### WHAT NEEDS TO BE DONE
Starting at the first line of the data below, repeat each line word for word up to and including the line with "a new context.".

___ DATA SUPPLIED

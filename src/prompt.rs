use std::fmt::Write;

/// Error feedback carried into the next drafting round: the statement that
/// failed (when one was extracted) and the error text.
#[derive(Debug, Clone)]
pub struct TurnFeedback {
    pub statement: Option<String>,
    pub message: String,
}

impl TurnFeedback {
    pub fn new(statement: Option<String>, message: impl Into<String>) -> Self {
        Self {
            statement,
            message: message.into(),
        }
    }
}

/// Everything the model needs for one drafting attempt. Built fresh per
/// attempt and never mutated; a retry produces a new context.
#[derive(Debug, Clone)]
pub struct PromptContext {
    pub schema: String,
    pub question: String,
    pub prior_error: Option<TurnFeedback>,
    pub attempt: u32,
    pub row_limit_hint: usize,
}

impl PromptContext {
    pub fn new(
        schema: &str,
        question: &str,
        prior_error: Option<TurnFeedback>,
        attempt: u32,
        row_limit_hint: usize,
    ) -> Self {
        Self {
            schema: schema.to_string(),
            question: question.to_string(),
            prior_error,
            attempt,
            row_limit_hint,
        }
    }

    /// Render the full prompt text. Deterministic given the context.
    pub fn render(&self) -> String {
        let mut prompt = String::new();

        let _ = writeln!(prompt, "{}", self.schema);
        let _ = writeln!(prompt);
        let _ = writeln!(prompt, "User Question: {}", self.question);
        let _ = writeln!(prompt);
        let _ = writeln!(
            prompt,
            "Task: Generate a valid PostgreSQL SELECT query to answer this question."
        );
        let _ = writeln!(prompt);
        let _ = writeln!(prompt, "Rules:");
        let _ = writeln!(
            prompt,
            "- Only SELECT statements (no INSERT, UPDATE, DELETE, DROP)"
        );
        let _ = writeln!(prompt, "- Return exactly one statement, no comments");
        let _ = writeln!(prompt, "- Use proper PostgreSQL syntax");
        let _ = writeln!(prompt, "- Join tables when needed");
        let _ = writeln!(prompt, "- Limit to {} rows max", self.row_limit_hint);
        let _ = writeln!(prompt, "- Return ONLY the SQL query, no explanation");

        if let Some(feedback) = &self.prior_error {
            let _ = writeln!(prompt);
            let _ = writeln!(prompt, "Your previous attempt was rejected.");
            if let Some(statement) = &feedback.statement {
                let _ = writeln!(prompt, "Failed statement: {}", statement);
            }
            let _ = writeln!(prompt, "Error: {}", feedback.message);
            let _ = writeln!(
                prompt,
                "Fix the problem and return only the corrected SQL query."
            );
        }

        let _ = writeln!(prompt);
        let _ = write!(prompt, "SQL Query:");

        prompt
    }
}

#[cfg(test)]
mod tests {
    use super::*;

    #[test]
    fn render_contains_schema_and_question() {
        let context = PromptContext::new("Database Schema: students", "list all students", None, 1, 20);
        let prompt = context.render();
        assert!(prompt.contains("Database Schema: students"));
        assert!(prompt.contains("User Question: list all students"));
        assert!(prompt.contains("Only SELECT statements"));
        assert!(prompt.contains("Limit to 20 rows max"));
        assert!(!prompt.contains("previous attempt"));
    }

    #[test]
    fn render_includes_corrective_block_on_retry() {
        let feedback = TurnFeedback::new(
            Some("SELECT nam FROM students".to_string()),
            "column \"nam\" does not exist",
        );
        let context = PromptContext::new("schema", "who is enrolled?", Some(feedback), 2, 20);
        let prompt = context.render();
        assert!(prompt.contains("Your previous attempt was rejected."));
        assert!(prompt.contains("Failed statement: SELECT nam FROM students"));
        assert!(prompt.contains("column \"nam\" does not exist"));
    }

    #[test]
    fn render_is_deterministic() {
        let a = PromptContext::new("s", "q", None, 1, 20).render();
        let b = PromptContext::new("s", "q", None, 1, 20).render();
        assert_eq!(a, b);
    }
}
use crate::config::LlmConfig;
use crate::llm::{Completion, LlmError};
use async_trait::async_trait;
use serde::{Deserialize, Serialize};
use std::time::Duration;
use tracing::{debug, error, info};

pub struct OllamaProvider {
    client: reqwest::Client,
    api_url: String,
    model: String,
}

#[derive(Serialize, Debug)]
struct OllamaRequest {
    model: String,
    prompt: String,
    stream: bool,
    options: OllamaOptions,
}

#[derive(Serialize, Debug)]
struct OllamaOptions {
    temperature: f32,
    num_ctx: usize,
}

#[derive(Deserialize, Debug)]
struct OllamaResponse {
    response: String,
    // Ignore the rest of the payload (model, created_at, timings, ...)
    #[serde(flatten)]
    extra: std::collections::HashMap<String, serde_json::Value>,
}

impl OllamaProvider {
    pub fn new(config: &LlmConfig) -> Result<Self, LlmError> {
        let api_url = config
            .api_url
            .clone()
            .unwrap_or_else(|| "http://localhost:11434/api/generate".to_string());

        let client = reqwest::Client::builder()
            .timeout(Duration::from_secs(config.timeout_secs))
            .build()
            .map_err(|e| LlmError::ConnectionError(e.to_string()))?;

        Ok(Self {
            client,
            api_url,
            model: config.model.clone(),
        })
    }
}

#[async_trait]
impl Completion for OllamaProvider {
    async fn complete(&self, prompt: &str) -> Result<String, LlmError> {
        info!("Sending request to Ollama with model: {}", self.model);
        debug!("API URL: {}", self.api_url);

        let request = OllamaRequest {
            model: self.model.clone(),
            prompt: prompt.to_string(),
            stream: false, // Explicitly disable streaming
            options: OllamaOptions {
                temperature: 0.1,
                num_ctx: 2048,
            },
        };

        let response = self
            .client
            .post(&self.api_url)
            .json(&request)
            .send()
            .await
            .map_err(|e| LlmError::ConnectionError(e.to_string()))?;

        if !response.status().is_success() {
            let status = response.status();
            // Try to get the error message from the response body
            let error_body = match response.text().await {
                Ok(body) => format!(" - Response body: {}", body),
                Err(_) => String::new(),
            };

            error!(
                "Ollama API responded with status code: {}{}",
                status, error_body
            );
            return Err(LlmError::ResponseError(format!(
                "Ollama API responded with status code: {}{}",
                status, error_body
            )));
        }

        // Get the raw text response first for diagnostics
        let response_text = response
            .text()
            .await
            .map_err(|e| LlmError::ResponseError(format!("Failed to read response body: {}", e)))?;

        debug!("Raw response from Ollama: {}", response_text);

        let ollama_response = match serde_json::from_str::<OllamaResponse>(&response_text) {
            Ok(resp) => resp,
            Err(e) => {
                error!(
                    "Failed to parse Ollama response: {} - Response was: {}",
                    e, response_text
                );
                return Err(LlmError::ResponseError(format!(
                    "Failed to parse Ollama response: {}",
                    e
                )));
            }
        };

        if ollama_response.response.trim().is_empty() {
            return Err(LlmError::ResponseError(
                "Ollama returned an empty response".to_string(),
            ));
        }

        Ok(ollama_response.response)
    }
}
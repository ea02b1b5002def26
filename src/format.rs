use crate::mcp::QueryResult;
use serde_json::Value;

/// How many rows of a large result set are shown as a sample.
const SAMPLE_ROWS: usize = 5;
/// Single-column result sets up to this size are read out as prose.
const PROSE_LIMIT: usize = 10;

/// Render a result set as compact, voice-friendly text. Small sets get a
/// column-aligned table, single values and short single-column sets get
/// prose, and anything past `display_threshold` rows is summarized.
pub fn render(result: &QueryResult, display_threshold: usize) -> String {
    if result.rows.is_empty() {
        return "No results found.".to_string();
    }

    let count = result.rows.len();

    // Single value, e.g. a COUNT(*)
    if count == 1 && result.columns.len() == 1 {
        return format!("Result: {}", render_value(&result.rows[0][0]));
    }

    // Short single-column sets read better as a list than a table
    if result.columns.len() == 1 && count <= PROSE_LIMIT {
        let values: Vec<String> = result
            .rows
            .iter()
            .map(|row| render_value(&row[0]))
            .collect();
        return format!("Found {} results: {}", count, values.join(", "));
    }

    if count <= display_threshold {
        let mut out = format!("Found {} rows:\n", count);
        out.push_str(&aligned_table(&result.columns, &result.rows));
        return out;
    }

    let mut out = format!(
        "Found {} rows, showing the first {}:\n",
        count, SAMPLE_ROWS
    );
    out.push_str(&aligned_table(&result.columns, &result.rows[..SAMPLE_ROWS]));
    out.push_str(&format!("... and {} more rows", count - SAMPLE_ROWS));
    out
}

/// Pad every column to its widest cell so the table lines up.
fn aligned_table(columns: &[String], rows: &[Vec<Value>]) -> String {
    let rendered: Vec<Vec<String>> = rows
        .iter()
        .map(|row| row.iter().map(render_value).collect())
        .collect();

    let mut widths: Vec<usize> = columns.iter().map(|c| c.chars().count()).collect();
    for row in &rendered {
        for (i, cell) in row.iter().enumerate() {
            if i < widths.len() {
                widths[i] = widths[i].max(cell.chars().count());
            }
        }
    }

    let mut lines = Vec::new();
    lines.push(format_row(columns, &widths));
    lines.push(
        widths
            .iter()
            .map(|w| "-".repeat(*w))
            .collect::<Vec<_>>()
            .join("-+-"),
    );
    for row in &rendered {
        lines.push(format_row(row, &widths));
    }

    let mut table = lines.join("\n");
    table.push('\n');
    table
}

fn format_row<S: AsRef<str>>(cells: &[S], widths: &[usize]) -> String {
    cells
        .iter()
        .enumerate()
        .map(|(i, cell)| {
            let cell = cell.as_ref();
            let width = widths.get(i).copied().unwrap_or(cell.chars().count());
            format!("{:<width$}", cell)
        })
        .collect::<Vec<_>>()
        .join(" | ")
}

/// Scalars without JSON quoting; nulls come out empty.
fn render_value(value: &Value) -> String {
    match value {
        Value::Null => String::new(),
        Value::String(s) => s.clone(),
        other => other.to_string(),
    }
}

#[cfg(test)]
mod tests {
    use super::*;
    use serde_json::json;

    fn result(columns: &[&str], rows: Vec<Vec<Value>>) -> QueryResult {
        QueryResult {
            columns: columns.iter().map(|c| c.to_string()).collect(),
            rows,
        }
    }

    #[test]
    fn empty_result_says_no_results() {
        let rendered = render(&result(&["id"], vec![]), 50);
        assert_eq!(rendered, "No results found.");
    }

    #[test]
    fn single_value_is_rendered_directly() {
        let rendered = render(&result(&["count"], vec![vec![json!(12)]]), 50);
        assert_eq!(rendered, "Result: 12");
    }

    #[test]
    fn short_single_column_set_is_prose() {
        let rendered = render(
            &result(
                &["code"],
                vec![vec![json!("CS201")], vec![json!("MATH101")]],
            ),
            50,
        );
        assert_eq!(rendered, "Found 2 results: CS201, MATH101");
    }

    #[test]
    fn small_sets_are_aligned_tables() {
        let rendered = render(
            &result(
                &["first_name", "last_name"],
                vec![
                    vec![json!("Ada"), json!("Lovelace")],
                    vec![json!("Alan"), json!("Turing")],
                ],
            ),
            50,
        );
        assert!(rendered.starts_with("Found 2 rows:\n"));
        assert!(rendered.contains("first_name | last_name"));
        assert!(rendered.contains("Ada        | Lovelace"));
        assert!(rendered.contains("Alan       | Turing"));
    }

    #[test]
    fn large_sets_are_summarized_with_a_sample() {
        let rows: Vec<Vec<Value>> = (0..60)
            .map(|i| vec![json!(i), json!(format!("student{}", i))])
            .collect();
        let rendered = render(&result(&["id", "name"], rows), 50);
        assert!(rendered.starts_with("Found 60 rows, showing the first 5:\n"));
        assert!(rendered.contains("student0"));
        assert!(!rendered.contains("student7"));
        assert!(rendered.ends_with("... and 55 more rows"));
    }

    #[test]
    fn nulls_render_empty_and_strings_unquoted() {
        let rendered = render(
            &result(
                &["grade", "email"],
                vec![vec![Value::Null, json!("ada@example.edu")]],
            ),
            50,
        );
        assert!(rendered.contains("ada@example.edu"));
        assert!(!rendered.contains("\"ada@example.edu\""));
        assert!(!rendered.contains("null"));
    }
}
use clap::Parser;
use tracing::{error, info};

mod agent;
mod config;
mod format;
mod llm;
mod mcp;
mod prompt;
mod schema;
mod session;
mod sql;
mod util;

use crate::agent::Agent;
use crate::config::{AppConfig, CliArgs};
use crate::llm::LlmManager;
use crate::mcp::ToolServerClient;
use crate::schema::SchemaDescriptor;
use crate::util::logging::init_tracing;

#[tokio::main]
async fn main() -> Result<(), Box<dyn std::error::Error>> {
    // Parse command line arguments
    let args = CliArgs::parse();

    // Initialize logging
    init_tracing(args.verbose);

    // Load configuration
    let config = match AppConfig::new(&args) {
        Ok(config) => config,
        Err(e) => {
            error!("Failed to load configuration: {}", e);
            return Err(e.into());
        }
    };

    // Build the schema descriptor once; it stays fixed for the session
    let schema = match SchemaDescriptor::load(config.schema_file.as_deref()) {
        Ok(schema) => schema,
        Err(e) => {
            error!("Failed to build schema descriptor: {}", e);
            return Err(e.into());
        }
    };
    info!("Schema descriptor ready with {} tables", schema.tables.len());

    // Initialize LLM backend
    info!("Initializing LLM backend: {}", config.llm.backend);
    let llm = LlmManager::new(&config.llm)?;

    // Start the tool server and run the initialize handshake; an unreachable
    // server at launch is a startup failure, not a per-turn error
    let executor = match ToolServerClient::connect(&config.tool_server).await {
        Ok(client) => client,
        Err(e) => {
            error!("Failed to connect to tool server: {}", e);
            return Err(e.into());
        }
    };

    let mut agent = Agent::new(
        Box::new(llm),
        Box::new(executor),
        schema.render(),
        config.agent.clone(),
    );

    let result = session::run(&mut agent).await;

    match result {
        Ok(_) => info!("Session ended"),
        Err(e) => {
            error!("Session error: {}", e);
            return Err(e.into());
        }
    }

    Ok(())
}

______

### TASK SOLUTION
filename src/prompt.rs
use std::fmt::Write;

/// Error feedback carried into the next drafting round: the statement that
/// failed (when one was extracted) and the error text.
#[derive(Debug, Clone)]
pub struct TurnFeedback {
    pub statement: Option<String>,
    pub message: String,
}

impl TurnFeedback {
    pub fn new(statement: Option<String>, message: impl Into<String>) -> Self {
        Self {
            statement,
            message: message.into(),
        }
    }
}

/// Everything the model needs for one drafting attempt. Built fresh per
/// attempt and never mutated; a retry produces a new context.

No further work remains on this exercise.